Repeat each entry below without omitting a single word.

^^^^

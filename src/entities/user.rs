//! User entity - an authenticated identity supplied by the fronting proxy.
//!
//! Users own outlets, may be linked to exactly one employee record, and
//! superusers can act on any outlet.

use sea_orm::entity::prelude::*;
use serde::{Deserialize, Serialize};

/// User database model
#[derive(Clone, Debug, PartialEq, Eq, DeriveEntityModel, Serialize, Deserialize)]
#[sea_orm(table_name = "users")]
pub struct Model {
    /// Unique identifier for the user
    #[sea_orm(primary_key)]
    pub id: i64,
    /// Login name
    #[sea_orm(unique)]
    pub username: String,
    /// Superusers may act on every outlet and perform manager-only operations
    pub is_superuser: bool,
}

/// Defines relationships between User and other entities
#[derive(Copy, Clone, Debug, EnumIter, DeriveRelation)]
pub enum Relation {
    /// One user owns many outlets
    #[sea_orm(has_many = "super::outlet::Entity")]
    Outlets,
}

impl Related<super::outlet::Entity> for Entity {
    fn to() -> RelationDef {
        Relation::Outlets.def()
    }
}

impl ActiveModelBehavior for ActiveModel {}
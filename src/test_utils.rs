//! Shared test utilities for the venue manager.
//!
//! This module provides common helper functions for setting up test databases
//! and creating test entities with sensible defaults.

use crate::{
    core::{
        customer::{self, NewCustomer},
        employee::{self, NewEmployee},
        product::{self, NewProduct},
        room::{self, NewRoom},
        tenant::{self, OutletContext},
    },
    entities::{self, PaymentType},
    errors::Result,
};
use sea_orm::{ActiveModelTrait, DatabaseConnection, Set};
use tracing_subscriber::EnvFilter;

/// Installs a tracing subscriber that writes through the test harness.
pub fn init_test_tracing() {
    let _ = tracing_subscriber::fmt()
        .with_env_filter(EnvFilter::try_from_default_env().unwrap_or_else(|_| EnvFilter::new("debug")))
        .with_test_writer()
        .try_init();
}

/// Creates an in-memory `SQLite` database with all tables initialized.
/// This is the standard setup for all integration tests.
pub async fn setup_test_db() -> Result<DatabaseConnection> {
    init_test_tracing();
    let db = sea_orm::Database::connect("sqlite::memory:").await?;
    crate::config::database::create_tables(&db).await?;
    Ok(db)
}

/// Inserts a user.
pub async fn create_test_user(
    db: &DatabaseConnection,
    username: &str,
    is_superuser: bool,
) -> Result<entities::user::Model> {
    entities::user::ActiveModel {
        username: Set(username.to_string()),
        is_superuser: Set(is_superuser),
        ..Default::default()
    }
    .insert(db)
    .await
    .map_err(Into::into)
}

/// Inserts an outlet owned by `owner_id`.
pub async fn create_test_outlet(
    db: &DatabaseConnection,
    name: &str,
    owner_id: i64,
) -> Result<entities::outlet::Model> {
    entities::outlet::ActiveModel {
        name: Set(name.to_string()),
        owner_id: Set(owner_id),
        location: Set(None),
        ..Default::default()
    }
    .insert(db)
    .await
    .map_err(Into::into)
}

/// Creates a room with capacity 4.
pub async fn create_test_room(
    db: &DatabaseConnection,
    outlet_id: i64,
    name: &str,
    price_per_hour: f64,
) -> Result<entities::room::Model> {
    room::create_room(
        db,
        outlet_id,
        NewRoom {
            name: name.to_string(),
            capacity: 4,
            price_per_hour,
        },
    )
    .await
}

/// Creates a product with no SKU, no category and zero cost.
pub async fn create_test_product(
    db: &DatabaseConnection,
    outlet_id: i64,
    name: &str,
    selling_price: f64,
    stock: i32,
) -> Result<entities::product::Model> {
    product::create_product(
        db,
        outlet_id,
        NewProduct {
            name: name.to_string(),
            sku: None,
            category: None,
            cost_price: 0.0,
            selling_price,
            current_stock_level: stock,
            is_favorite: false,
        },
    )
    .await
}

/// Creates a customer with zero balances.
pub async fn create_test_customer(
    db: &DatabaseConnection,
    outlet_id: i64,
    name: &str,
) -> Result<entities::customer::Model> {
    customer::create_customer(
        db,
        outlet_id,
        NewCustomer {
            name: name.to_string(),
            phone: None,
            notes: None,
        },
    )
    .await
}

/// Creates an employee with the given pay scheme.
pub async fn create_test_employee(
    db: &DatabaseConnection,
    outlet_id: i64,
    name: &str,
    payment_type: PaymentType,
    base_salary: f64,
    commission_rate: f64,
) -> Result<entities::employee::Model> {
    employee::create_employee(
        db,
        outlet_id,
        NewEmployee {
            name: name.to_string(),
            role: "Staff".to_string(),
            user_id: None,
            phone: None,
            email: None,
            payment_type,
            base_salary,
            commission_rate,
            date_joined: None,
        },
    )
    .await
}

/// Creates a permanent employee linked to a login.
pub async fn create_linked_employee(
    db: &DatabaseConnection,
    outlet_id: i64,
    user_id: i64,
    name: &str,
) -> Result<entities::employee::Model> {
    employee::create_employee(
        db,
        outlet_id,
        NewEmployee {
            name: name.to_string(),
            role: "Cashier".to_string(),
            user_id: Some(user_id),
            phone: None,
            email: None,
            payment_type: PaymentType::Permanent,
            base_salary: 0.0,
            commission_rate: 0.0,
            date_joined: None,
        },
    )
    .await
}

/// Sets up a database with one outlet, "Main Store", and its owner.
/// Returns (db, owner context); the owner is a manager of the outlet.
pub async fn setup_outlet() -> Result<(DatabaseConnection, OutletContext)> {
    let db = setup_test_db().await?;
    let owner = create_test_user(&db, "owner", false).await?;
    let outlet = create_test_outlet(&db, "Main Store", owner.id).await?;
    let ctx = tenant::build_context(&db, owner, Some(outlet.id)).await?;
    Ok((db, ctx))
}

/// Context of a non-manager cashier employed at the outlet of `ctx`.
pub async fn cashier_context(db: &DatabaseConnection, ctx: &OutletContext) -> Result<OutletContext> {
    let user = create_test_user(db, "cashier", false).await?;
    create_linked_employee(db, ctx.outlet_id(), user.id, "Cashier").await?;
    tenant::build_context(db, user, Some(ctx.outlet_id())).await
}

^^^^

- ANSWER AREA
filename src/entities/user.rs
//! User entity - an authenticated identity supplied by the fronting proxy.
//!
//! Users own outlets, may be linked to exactly one employee record, and
//! superusers can act on any outlet.

use sea_orm::entity::prelude::*;
use serde::{Deserialize, Serialize};

/// User database model
#[derive(Clone, Debug, PartialEq, Eq, DeriveEntityModel, Serialize, Deserialize)]
#[sea_orm(table_name = "users")]
pub struct Model {
    /// Unique identifier for the user
    #[sea_orm(primary_key)]
    pub id: i64,
    /// Login name
    #[sea_orm(unique)]
    pub username: String,
    /// Superusers may act on every outlet and perform manager-only operations
    pub is_superuser: bool,
}

/// Defines relationships between User and other entities
#[derive(Copy, Clone, Debug, EnumIter, DeriveRelation)]
pub enum Relation {
    /// One user owns many outlets
    #[sea_orm(has_many = "super::outlet::Entity")]
    Outlets,
}

impl Related<super::outlet::Entity> for Entity {
    fn to() -> RelationDef {
        Relation::Outlets.def()
    }
}

impl ActiveModelBehavior for ActiveModel {}
filename src/test_utils.rs
//! Shared test utilities for the venue manager.
//!
//! This module provides common helper functions for setting up test databases
//! and creating test entities with sensible defaults.

use crate::{
    core::{
        customer::{self, NewCustomer},
        employee::{self, NewEmployee},
        product::{self, NewProduct},
        room::{self, NewRoom},
        tenant::{self, OutletContext},
    },
    entities::{self, PaymentType},
    errors::Result,
};
use sea_orm::{ActiveModelTrait, DatabaseConnection, Set};
use tracing_subscriber::EnvFilter;

/// Installs a tracing subscriber that writes through the test harness.
pub fn init_test_tracing() {
    let _ = tracing_subscriber::fmt()
        .with_env_filter(EnvFilter::try_from_default_env().unwrap_or_else(|_| EnvFilter::new("debug")))
        .with_test_writer()
        .try_init();
}

/// Creates an in-memory `SQLite` database with all tables initialized.
/// This is the standard setup for all integration tests.
pub async fn setup_test_db() -> Result<DatabaseConnection> {
    init_test_tracing();
    let db = sea_orm::Database::connect("sqlite::memory:").await?;
    crate::config::database::create_tables(&db).await?;
    Ok(db)
}

/// Inserts a user.
pub async fn create_test_user(
    db: &DatabaseConnection,
    username: &str,
    is_superuser: bool,
) -> Result<entities::user::Model> {
    entities::user::ActiveModel {
        username: Set(username.to_string()),
        is_superuser: Set(is_superuser),
        ..Default::default()
    }
    .insert(db)
    .await
    .map_err(Into::into)
}

/// Inserts an outlet owned by `owner_id`.
pub async fn create_test_outlet(
    db: &DatabaseConnection,
    name: &str,
    owner_id: i64,
) -> Result<entities::outlet::Model> {
    entities::outlet::ActiveModel {
        name: Set(name.to_string()),
        owner_id: Set(owner_id),
        location: Set(None),
        ..Default::default()
    }
    .insert(db)
    .await
    .map_err(Into::into)
}

/// Creates a room with capacity 4.
pub async fn create_test_room(
    db: &DatabaseConnection,
    outlet_id: i64,
    name: &str,
    price_per_hour: f64,
) -> Result<entities::room::Model> {
    room::create_room(
        db,
        outlet_id,
        NewRoom {
            name: name.to_string(),
            capacity: 4,
            price_per_hour,
        },
    )
    .await
}

/// Creates a product with no SKU, no category and zero cost.
pub async fn create_test_product(
    db: &DatabaseConnection,
    outlet_id: i64,
    name: &str,
    selling_price: f64,
    stock: i32,
) -> Result<entities::product::Model> {
    product::create_product(
        db,
        outlet_id,
        NewProduct {
            name: name.to_string(),
            sku: None,
            category: None,
            cost_price: 0.0,
            selling_price,
            current_stock_level: stock,
            is_favorite: false,
        },
    )
    .await
}

/// Creates a customer with zero balances.
pub async fn create_test_customer(
    db: &DatabaseConnection,
    outlet_id: i64,
    name: &str,
) -> Result<entities::customer::Model> {
    customer::create_customer(
        db,
        outlet_id,
        NewCustomer {
            name: name.to_string(),
            phone: None,
            notes: None,
        },
    )
    .await
}

/// Creates an employee with the given pay scheme.
pub async fn create_test_employee(
    db: &DatabaseConnection,
    outlet_id: i64,
    name: &str,
    payment_type: PaymentType,
    base_salary: f64,
    commission_rate: f64,
) -> Result<entities::employee::Model> {
    employee::create_employee(
        db,
        outlet_id,
        NewEmployee {
            name: name.to_string(),
            role: "Staff".to_string(),
            user_id: None,
            phone: None,
            email: None,
            payment_type,
            base_salary,
            commission_rate,
            date_joined: None,
        },
    )
    .await
}

/// Creates a permanent employee linked to a login.
pub async fn create_linked_employee(
    db: &DatabaseConnection,
    outlet_id: i64,
    user_id: i64,
    name: &str,
) -> Result<entities::employee::Model> {
    employee::create_employee(
        db,
        outlet_id,
        NewEmployee {
            name: name.to_string(),
            role: "Cashier".to_string(),
            user_id: Some(user_id),
            phone: None,
            email: None,
            payment_type: PaymentType::Permanent,
            base_salary: 0.0,
            commission_rate: 0.0,
            date_joined: None,
        },
    )
    .await
}

/// Sets up a database with one outlet, "Main Store", and its owner.
/// Returns (db, owner context); the owner is a manager of the outlet.
pub async fn setup_outlet() -> Result<(DatabaseConnection, OutletContext)> {
    let db = setup_test_db().await?;
    let owner = create_test_user(&db, "owner", false).await?;
    let outlet = create_test_outlet(&db, "Main Store", owner.id).await?;
    let ctx = tenant::build_context(&db, owner, Some(outlet.id)).await?;
    Ok((db, ctx))
}

/// Context of a non-manager cashier employed at the outlet of `ctx`.
pub async fn cashier_context(db: &DatabaseConnection, ctx: &OutletContext) -> Result<OutletContext> {
    let user = create_test_user(db, "cashier", false).await?;
    create_linked_employee(db, ctx.outlet_id(), user.id, "Cashier").await?;
    tenant::build_context(db, user, Some(ctx.outlet_id())).await
}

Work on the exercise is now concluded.